# Your objective:
Find the lines of the data below that include "limit". Report their number only.

# Supplied data:
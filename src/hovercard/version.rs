use regex::Regex;
use std::sync::OnceLock;

fn package_prefix() -> &'static Regex {
    static RE: OnceLock<Regex> = OnceLock::new();
    RE.get_or_init(|| {
        Regex::new(r"^(?:[a-zA-Z][a-zA-Z0-9-]+)(?:\.[a-zA-Z][a-zA-Z0-9-]+)+-(.*)$").unwrap()
    })
}

fn commit_sha() -> &'static Regex {
    static RE: OnceLock<Regex> = OnceLock::new();
    RE.get_or_init(|| Regex::new(r"^[a-f0-9]{40}$").unwrap())
}

/// Display form of a release version.
///
/// Strips a leading package identifier (`com.example.app-1.0` becomes `1.0`)
/// and cuts a full commit SHA down to 7 characters. Short versions are
/// returned untouched.
pub fn short_version(version: &str) -> &str {
    // Length in UTF-16 units, matching how the web UI measures versions.
    if version.encode_utf16().count() < 12 {
        return version;
    }

    let version = package_prefix()
        .captures(version)
        .and_then(|caps| caps.get(1))
        .map_or(version, |m| m.as_str());

    if commit_sha().is_match(version) {
        &version[..7]
    } else {
        version
    }
}
use async_trait::async_trait;
use percent_encoding::{utf8_percent_encode, AsciiSet, NON_ALPHANUMERIC};
use reqwest::header::{HeaderMap, HeaderValue, ACCEPT, AUTHORIZATION};
use reqwest::Client;
use serde_json::Value;
use tracing::debug;

use crate::error::{ApiError, Result};

/// Characters `encodeURIComponent` leaves alone.
const PATH_SEGMENT: &AsciiSet = &NON_ALPHANUMERIC
    .remove(b'-')
    .remove(b'_')
    .remove(b'.')
    .remove(b'!')
    .remove(b'~')
    .remove(b'*')
    .remove(b'\'')
    .remove(b'(')
    .remove(b')');

pub fn encode_path_segment(segment: &str) -> String {
    utf8_percent_encode(segment, PATH_SEGMENT).to_string()
}

/// Issues GET requests against API paths such as `/organizations/acme/repos/`.
#[async_trait]
pub trait ApiClient: Send + Sync {
    async fn get(&self, path: &str) -> Result<Value>;
}

pub struct SentryClient {
    client: Client,
    base_url: String,
}

impl SentryClient {
    pub fn new(base_url: &str, token: Option<&str>) -> anyhow::Result<Self> {
        let mut headers = HeaderMap::new();
        headers.insert(ACCEPT, HeaderValue::from_static("application/json"));
        if let Some(token) = token {
            let mut value = HeaderValue::from_str(&format!("Bearer {}", token))?;
            value.set_sensitive(true);
            headers.insert(AUTHORIZATION, value);
        }

        let client = Client::builder()
            .user_agent(concat!("release-card/", env!("CARGO_PKG_VERSION")))
            .default_headers(headers)
            .build()?;

        Ok(Self {
            client,
            base_url: base_url.trim_end_matches('/').to_string(),
        })
    }
}

#[async_trait]
impl ApiClient for SentryClient {
    async fn get(&self, path: &str) -> Result<Value> {
        let url = format!("{}{}", self.base_url, path);
        debug!(%url, "GET");

        let response = self
            .client
            .get(&url)
            .send()
            .await
            .map_err(|source| ApiError::Transport {
                path: path.to_string(),
                source,
            })?;

        let status = response.status();
        if !status.is_success() {
            return Err(ApiError::Status {
                path: path.to_string(),
                status,
            });
        }

        let body = response.bytes().await.map_err(|source| ApiError::Transport {
            path: path.to_string(),
            source,
        })?;

        serde_json::from_slice(&body).map_err(|source| ApiError::Decode {
            path: path.to_string(),
            source,
        })
    }
}

#[cfg(test)]
mod tests {
    use super::*;
    use pretty_assertions::assert_eq;
    use serde_json::json;

    #[test]
    fn encodes_like_encode_uri_component() {
        assert_eq!(encode_path_segment("1.2.3"), "1.2.3");
        assert_eq!(encode_path_segment("a/b?c"), "a%2Fb%3Fc");
        assert_eq!(encode_path_segment("pkg@1.0+build"), "pkg%401.0%2Bbuild");
        assert_eq!(encode_path_segment("it's (ok)!~*"), "it's%20(ok)!~*");
    }

    #[tokio::test]
    async fn sends_token_and_parses_json() {
        let mut server = mockito::Server::new_async().await;
        let mock = server
            .mock("GET", "/api/0/organizations/acme/repos/")
            .match_header("authorization", "Bearer secret")
            .with_status(200)
            .with_header("content-type", "application/json")
            .with_body(r#"[{"name": "acme/web"}]"#)
            .create_async()
            .await;

        let base = format!("{}/api/0/", server.url());
        let client = SentryClient::new(&base, Some("secret")).unwrap();
        let value = client.get("/organizations/acme/repos/").await.unwrap();

        assert_eq!(value, json!([{"name": "acme/web"}]));
        mock.assert_async().await;
    }

    #[tokio::test]
    async fn non_success_status_is_an_error() {
        let mut server = mockito::Server::new_async().await;
        let _mock = server
            .mock("GET", "/organizations/acme/repos/")
            .with_status(403)
            .create_async()
            .await;

        let client = SentryClient::new(&server.url(), None).unwrap();
        let err = client.get("/organizations/acme/repos/").await.unwrap_err();

        assert!(matches!(
            err,
            ApiError::Status { status, .. } if status == reqwest::StatusCode::FORBIDDEN
        ));
    }

    #[tokio::test]
    async fn malformed_body_is_a_decode_error() {
        let mut server = mockito::Server::new_async().await;
        let _mock = server
            .mock("GET", "/organizations/acme/repos/")
            .with_status(200)
            .with_body("<html>oops</html>")
            .create_async()
            .await;

        let client = SentryClient::new(&server.url(), None).unwrap();
        let err = client.get("/organizations/acme/repos/").await.unwrap_err();

        assert!(matches!(err, ApiError::Decode { .. }));
    }
}
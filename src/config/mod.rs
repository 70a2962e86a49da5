pub mod types;

pub use types::Config;
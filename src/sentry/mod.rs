pub mod client;
pub mod types;

pub use client::{ApiClient, SentryClient};
pub use types::{Commit, Deploy, ReleaseSummary};
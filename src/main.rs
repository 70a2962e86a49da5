use anyhow::{Context, Result};
use chrono::Utc;
use clap::{Parser, Subcommand};
use std::path::PathBuf;
use std::sync::Arc;
use tokio::io::{AsyncBufReadExt, BufReader};
use tracing::{debug, info, warn};

mod config;
mod error;
mod hovercard;
mod render;
mod sentry;

use config::Config;
use hovercard::{CardProps, EnvironmentDeployIndex, FetchCoordinator, VersionHoverCard};
use render::{CardRenderer, OutputFormat};
use sentry::{ApiClient, Deploy, SentryClient};

#[derive(Parser)]
#[command(name = "release-card")]
#[command(about = "Show a release summary card: authors, new issues and recent deploys")]
struct Cli {
    /// Path to a TOML config file
    #[arg(long, env = "RELEASE_CARD_CONFIG")]
    config: Option<PathBuf>,

    /// API base URL, e.g. https://sentry.io/api/0
    #[arg(long, env = "SENTRY_URL")]
    base_url: Option<String>,

    /// Auth token (can also be set via SENTRY_AUTH_TOKEN env var)
    #[arg(long, env = "SENTRY_AUTH_TOKEN", hide_env_values = true)]
    token: Option<String>,

    /// Organization slug
    #[arg(short, long, env = "SENTRY_ORG")]
    org: Option<String>,

    /// Project slug
    #[arg(short, long, env = "SENTRY_PROJECT")]
    project: Option<String>,

    #[command(subcommand)]
    command: Commands,
}

#[derive(Subcommand)]
enum Commands {
    /// Fetch release data once and print the card
    Show {
        /// Release version
        #[arg(short, long)]
        version: String,

        /// Output format (defaults to the config file, then markdown)
        #[arg(short = 'f', long)]
        format: Option<OutputFormat>,

        /// Output file path (stdout if not specified)
        #[arg(short = 'O', long)]
        output: Option<PathBuf>,

        /// Custom handlebars template for markdown output
        #[arg(long)]
        template: Option<PathBuf>,
    },

    /// Toggle the card on every line read from stdin
    Hover {
        #[arg(short, long)]
        version: String,
    },

    /// List the environments a release was deployed to
    Deploys {
        #[arg(short, long)]
        version: String,

        #[arg(long, default_value = "3")]
        limit: usize,
    },
}

#[tokio::main]
async fn main() -> Result<()> {
    tracing_subscriber::fmt()
        .with_env_filter(tracing_subscriber::EnvFilter::from_default_env())
        .with_writer(std::io::stderr)
        .init();

    let cli = Cli::parse();

    let mut config = match &cli.config {
        Some(path) => Config::load(path)?,
        None => Config::default(),
    };
    if let Some(url) = cli.base_url {
        config.sentry.url = url;
    }
    if cli.token.is_some() {
        config.sentry.token = cli.token;
    }
    let org = cli
        .org
        .or(config.sentry.org.take())
        .context("organization is required (--org or [sentry].org)")?;
    let project = cli
        .project
        .or(config.sentry.project.take())
        .context("project is required (--project or [sentry].project)")?;
    debug!(url = %config.sentry.url, %org, %project, "configured");

    let client: Arc<dyn ApiClient> = Arc::new(SentryClient::new(
        &config.sentry.url,
        config.sentry.token.as_deref(),
    )?);

    match cli.command {
        Commands::Show {
            version,
            format,
            output,
            template,
        } => {
            let props = CardProps::new(&org, &project, &version)?;
            let format = format.unwrap_or(config.output.format);
            let template = template.or(config.output.template);
            let renderer = CardRenderer::new(format, template.as_deref())?;

            let mut card = VersionHoverCard::new(props);
            card.load(client).await;
            if card.state().error {
                warn!(%version, "some release data could not be loaded");
            }
            let content = renderer.render(&card.content(Utc::now()))?;

            if let Some(output_path) = output {
                std::fs::write(&output_path, content)?;
                info!(path = %output_path.display(), "card written");
            } else {
                println!("{}", content);
            }
        }
        Commands::Hover { version } => {
            let props = CardProps::new(&org, &project, &version)?;
            let renderer = CardRenderer::new(config.output.format, config.output.template.as_deref())?;
            hover(client, props, &renderer).await?;
        }
        Commands::Deploys { version, limit } => {
            let props = CardProps::new(&org, &project, &version)?;
            let value = client.get(&props.deploys_path()).await?;
            let deploys: Vec<Deploy> = serde_json::from_value(value)?;
            let index = EnvironmentDeployIndex::from_deploys(&deploys);

            if index.is_empty() {
                println!("Release {} has not been deployed", version);
                return Ok(());
            }
            println!(
                "Release {} deployed to {} environment(s):",
                version,
                index.len()
            );
            for (environment, finished) in index.recent(limit) {
                match finished {
                    Some(date) => println!("  - {}: {}", environment, date.to_rfc3339()),
                    None => println!("  - {}: in progress", environment),
                }
            }
        }
    }

    Ok(())
}

/// Fetches in the background while stdin lines flip visibility. The card is
/// printed whenever it becomes visible, and again once data arrives if it is
/// showing at that moment.
async fn hover(client: Arc<dyn ApiClient>, props: CardProps, renderer: &CardRenderer) -> Result<()> {
    let mut card = VersionHoverCard::new(props);
    let coordinator = FetchCoordinator::new(client, card.props().clone());
    let mut fetch = tokio::spawn(async move { coordinator.fetch().await });
    let mut fetching = true;

    let mut lines = BufReader::new(tokio::io::stdin()).lines();
    eprintln!("Press enter to toggle the card, ctrl-d to quit.");

    loop {
        tokio::select! {
            state = &mut fetch, if fetching => {
                fetching = false;
                card.update(state?);
                if card.is_visible() {
                    println!("{}", renderer.render(&card.content(Utc::now()))?);
                }
            }
            line = lines.next_line() => {
                if line?.is_none() {
                    break;
                }
                if card.toggle() {
                    println!("{}", renderer.render(&card.content(Utc::now()))?);
                } else {
                    println!("(hidden)");
                }
            }
        }
    }

    Ok(())
}
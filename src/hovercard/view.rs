use chrono::{DateTime, Utc};
use serde::Serialize;

use super::card::CardProps;
use super::deploys::{EnvironmentDeployIndex, MAX_DISPLAYED_ENVIRONMENTS};
use super::fetch::FetchState;
use super::time_since::time_since;
use super::version::short_version;
use crate::sentry::{Commit, ReleaseSummary};

/// What the card body shows. Exactly one mode applies at a time.
#[derive(Debug, Clone, PartialEq, Serialize)]
#[serde(tag = "mode", rename_all = "snake_case")]
pub enum ViewMode {
    Loading,
    Error,
    ConnectRepository(RepositoryPrompt),
    Summary(ReleaseCard),
}

#[derive(Debug, Clone, PartialEq, Serialize)]
pub struct RepositoryPrompt {
    pub title: String,
    pub description: String,
    pub action: String,
    pub link: String,
}

#[derive(Debug, Clone, PartialEq, Serialize)]
pub struct ReleaseCard {
    pub short_version: String,
    pub new_issues: u64,
    pub commit_count: u64,
    pub author_count: usize,
    pub commits_label: String,
    pub avatars: Vec<String>,
    pub last_commit: Option<LastCommit>,
    /// `None` when the release has never been deployed.
    pub deploys: Option<Vec<DeployRow>>,
}

#[derive(Debug, Clone, PartialEq, Serialize)]
pub struct LastCommit {
    pub short_id: String,
    pub title: String,
    pub author: Option<String>,
    pub time_since: Option<String>,
}

#[derive(Debug, Clone, PartialEq, Serialize)]
pub struct DeployRow {
    pub environment: String,
    pub time_since: Option<String>,
}

/// Header and body handed to the popup container.
#[derive(Debug, Clone, PartialEq, Serialize)]
pub struct CardContent {
    pub header: Option<String>,
    pub body: ViewMode,
}

impl From<ViewMode> for CardContent {
    fn from(body: ViewMode) -> Self {
        let header = match &body {
            ViewMode::Summary(card) => Some(format!("Release {}", card.short_version)),
            _ => None,
        };
        Self { header, body }
    }
}

impl ViewMode {
    /// Precedence: loading, then error, then the missing-repository prompt,
    /// then the populated summary.
    pub fn resolve(props: &CardProps, state: &FetchState, now: DateTime<Utc>) -> Self {
        if state.loading {
            return ViewMode::Loading;
        }
        if state.error {
            return ViewMode::Error;
        }
        if !state.has_repos {
            return ViewMode::ConnectRepository(RepositoryPrompt::for_org(props.org_id()));
        }
        match &state.release {
            Some(release) => {
                ViewMode::Summary(ReleaseCard::build(props.version(), release, state, now))
            }
            None => ViewMode::Error,
        }
    }
}

impl RepositoryPrompt {
    fn for_org(org_id: &str) -> Self {
        Self {
            title: "Releases are better with commit data!".to_string(),
            description: "Connect a repository to see commit info, files changed, and \
                          authors involved in future releases."
                .to_string(),
            action: "Connect a repository".to_string(),
            link: format!("/organizations/{}/repos/", org_id),
        }
    }
}

fn plural(count: u64, one: &str, many: &str) -> String {
    let word = if count == 1 { one } else { many };
    format!("{} {}", count, word)
}

impl ReleaseCard {
    fn build(
        version: &str,
        release: &ReleaseSummary,
        state: &FetchState,
        now: DateTime<Utc>,
    ) -> Self {
        let author_count = release.authors.len();
        let commits_label = format!(
            "{} by {}",
            plural(release.commit_count, "commit", "commits"),
            plural(author_count as u64, "author", "authors")
        );

        let avatars = release
            .authors
            .iter()
            .map(|author| author.label())
            .collect();

        let deploys = if state.deploys.is_empty() {
            None
        } else {
            let index = EnvironmentDeployIndex::from_deploys(&state.deploys);
            let rows = index
                .recent(MAX_DISPLAYED_ENVIRONMENTS)
                .map(|(environment, finished)| DeployRow {
                    environment: environment.to_string(),
                    time_since: finished.map(|date| time_since(date, now)),
                })
                .collect();
            Some(rows)
        };

        Self {
            short_version: short_version(version).to_string(),
            new_issues: release.new_issue_count,
            commit_count: release.commit_count,
            author_count,
            commits_label,
            avatars,
            last_commit: release
                .last_commit
                .as_ref()
                .map(|commit| LastCommit::build(commit, now)),
            deploys,
        }
    }
}

impl LastCommit {
    fn build(commit: &Commit, now: DateTime<Utc>) -> Self {
        Self {
            short_id: commit.short_id().to_string(),
            title: commit.title().to_string(),
            author: commit.author.as_ref().and_then(|a| a.name.clone()),
            time_since: commit.date_created.map(|date| time_since(date, now)),
        }
    }
}

#[cfg(test)]
mod tests {
    use super::*;
    use crate::hovercard::fetch::tests::acme_props;
    use crate::hovercard::fetch::{Endpoint, FetchEvent};
    use crate::sentry::types::Author;
    use crate::sentry::Deploy;
    use chrono::TimeZone;
    use pretty_assertions::assert_eq;

    fn now() -> DateTime<Utc> {
        Utc.with_ymd_and_hms(2020, 1, 1, 3, 0, 0).unwrap()
    }

    fn release(commit_count: u64, authors: usize) -> ReleaseSummary {
        ReleaseSummary {
            version: "1.2.3".to_string(),
            new_issue_count: 4,
            commit_count,
            authors: (0..authors)
                .map(|i| Author {
                    name: Some(format!("A{}", i)),
                    email: Some(format!("a{}@x.com", i)),
                })
                .collect(),
            last_commit: None,
        }
    }

    fn loaded(release: ReleaseSummary, repos: usize, deploys: Vec<Deploy>) -> FetchState {
        FetchState::default()
            .apply(FetchEvent::Release(release))
            .apply(FetchEvent::Repos(repos))
            .apply(FetchEvent::Deploys(deploys))
    }

    fn deploy(env: &str, date: Option<DateTime<Utc>>) -> Deploy {
        Deploy {
            environment: env.to_string(),
            date_finished: date,
        }
    }

    #[test]
    fn loading_wins_over_everything() {
        let state = FetchState::default().apply(FetchEvent::Failed(Endpoint::Repos));
        assert_eq!(ViewMode::resolve(&acme_props("1.2.3"), &state, now()), ViewMode::Loading);
    }

    #[test]
    fn error_hides_partial_data() {
        let state = FetchState::default()
            .apply(FetchEvent::Release(release(2, 1)))
            .apply(FetchEvent::Repos(1))
            .apply(FetchEvent::Failed(Endpoint::Deploys));

        let content = CardContent::from(ViewMode::resolve(&acme_props("1.2.3"), &state, now()));
        assert_eq!(content.body, ViewMode::Error);
        assert_eq!(content.header, None);
    }

    #[test]
    fn no_repos_prompts_to_connect_one() {
        let state = loaded(release(9, 3), 0, vec![deploy("prod", None)]);

        let content = CardContent::from(ViewMode::resolve(&acme_props("1.2.3"), &state, now()));

        assert_eq!(content.header, None);
        match content.body {
            ViewMode::ConnectRepository(prompt) => {
                assert_eq!(prompt.link, "/organizations/acme/repos/");
                assert_eq!(prompt.action, "Connect a repository");
            }
            other => panic!("unexpected mode {:?}", other),
        }
    }

    #[test]
    fn populated_summary() {
        let state = loaded(
            release(2, 1),
            1,
            vec![
                deploy("prod", Some(Utc.with_ymd_and_hms(2020, 1, 1, 0, 0, 0).unwrap())),
                deploy("staging", None),
            ],
        );

        let content = CardContent::from(ViewMode::resolve(&acme_props("1.2.3"), &state, now()));

        assert_eq!(content.header.as_deref(), Some("Release 1.2.3"));
        let ViewMode::Summary(card) = content.body else {
            panic!("expected summary");
        };
        assert_eq!(card.new_issues, 4);
        assert_eq!(card.commits_label, "2 commits by 1 author");
        assert_eq!(card.avatars, vec!["A0 a0@x.com"]);
        assert_eq!(card.last_commit, None);
        assert_eq!(
            card.deploys,
            Some(vec![
                DeployRow {
                    environment: "prod".to_string(),
                    time_since: Some("3 hours ago".to_string()),
                },
                DeployRow {
                    environment: "staging".to_string(),
                    time_since: None,
                },
            ])
        );
    }

    #[test]
    fn singular_and_plural_labels() {
        let props = acme_props("1.2.3");
        let label = |commits, authors| match ViewMode::resolve(
            &props,
            &loaded(release(commits, authors), 1, vec![]),
            now(),
        ) {
            ViewMode::Summary(card) => card.commits_label,
            other => panic!("unexpected mode {:?}", other),
        };

        assert_eq!(label(1, 1), "1 commit by 1 author");
        assert_eq!(label(0, 0), "0 commits by 0 authors");
        assert_eq!(label(5, 2), "5 commits by 2 authors");
    }

    #[test]
    fn no_deploys_hides_the_section() {
        let state = loaded(release(1, 1), 1, vec![]);
        let ViewMode::Summary(card) = ViewMode::resolve(&acme_props("1.2.3"), &state, now())
        else {
            panic!("expected summary");
        };
        assert_eq!(card.deploys, None);
    }

    #[test]
    fn last_commit_block() {
        let mut summary = release(1, 1);
        summary.last_commit = Some(Commit {
            id: "deadbeefcafe".to_string(),
            message: Some("Ship it\n\ndetails".to_string()),
            date_created: Some(Utc.with_ymd_and_hms(2020, 1, 1, 2, 55, 0).unwrap()),
            author: Some(Author {
                name: Some("A0".to_string()),
                email: Some("a0@x.com".to_string()),
            }),
        });
        let state = loaded(summary, 1, vec![]);

        let ViewMode::Summary(card) = ViewMode::resolve(&acme_props("1.2.3"), &state, now())
        else {
            panic!("expected summary");
        };
        assert_eq!(
            card.last_commit,
            Some(LastCommit {
                short_id: "deadbee".to_string(),
                title: "Ship it".to_string(),
                author: Some("A0".to_string()),
                time_since: Some("5 minutes ago".to_string()),
            })
        );
    }

    #[test]
    fn header_uses_short_version() {
        let props = acme_props("com.example.app-2.0.0");
        let state = loaded(release(1, 1), 1, vec![]);
        let content = CardContent::from(ViewMode::resolve(&props, &state, now()));
        assert_eq!(content.header.as_deref(), Some("Release 2.0.0"));
    }
}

# Finished task:
3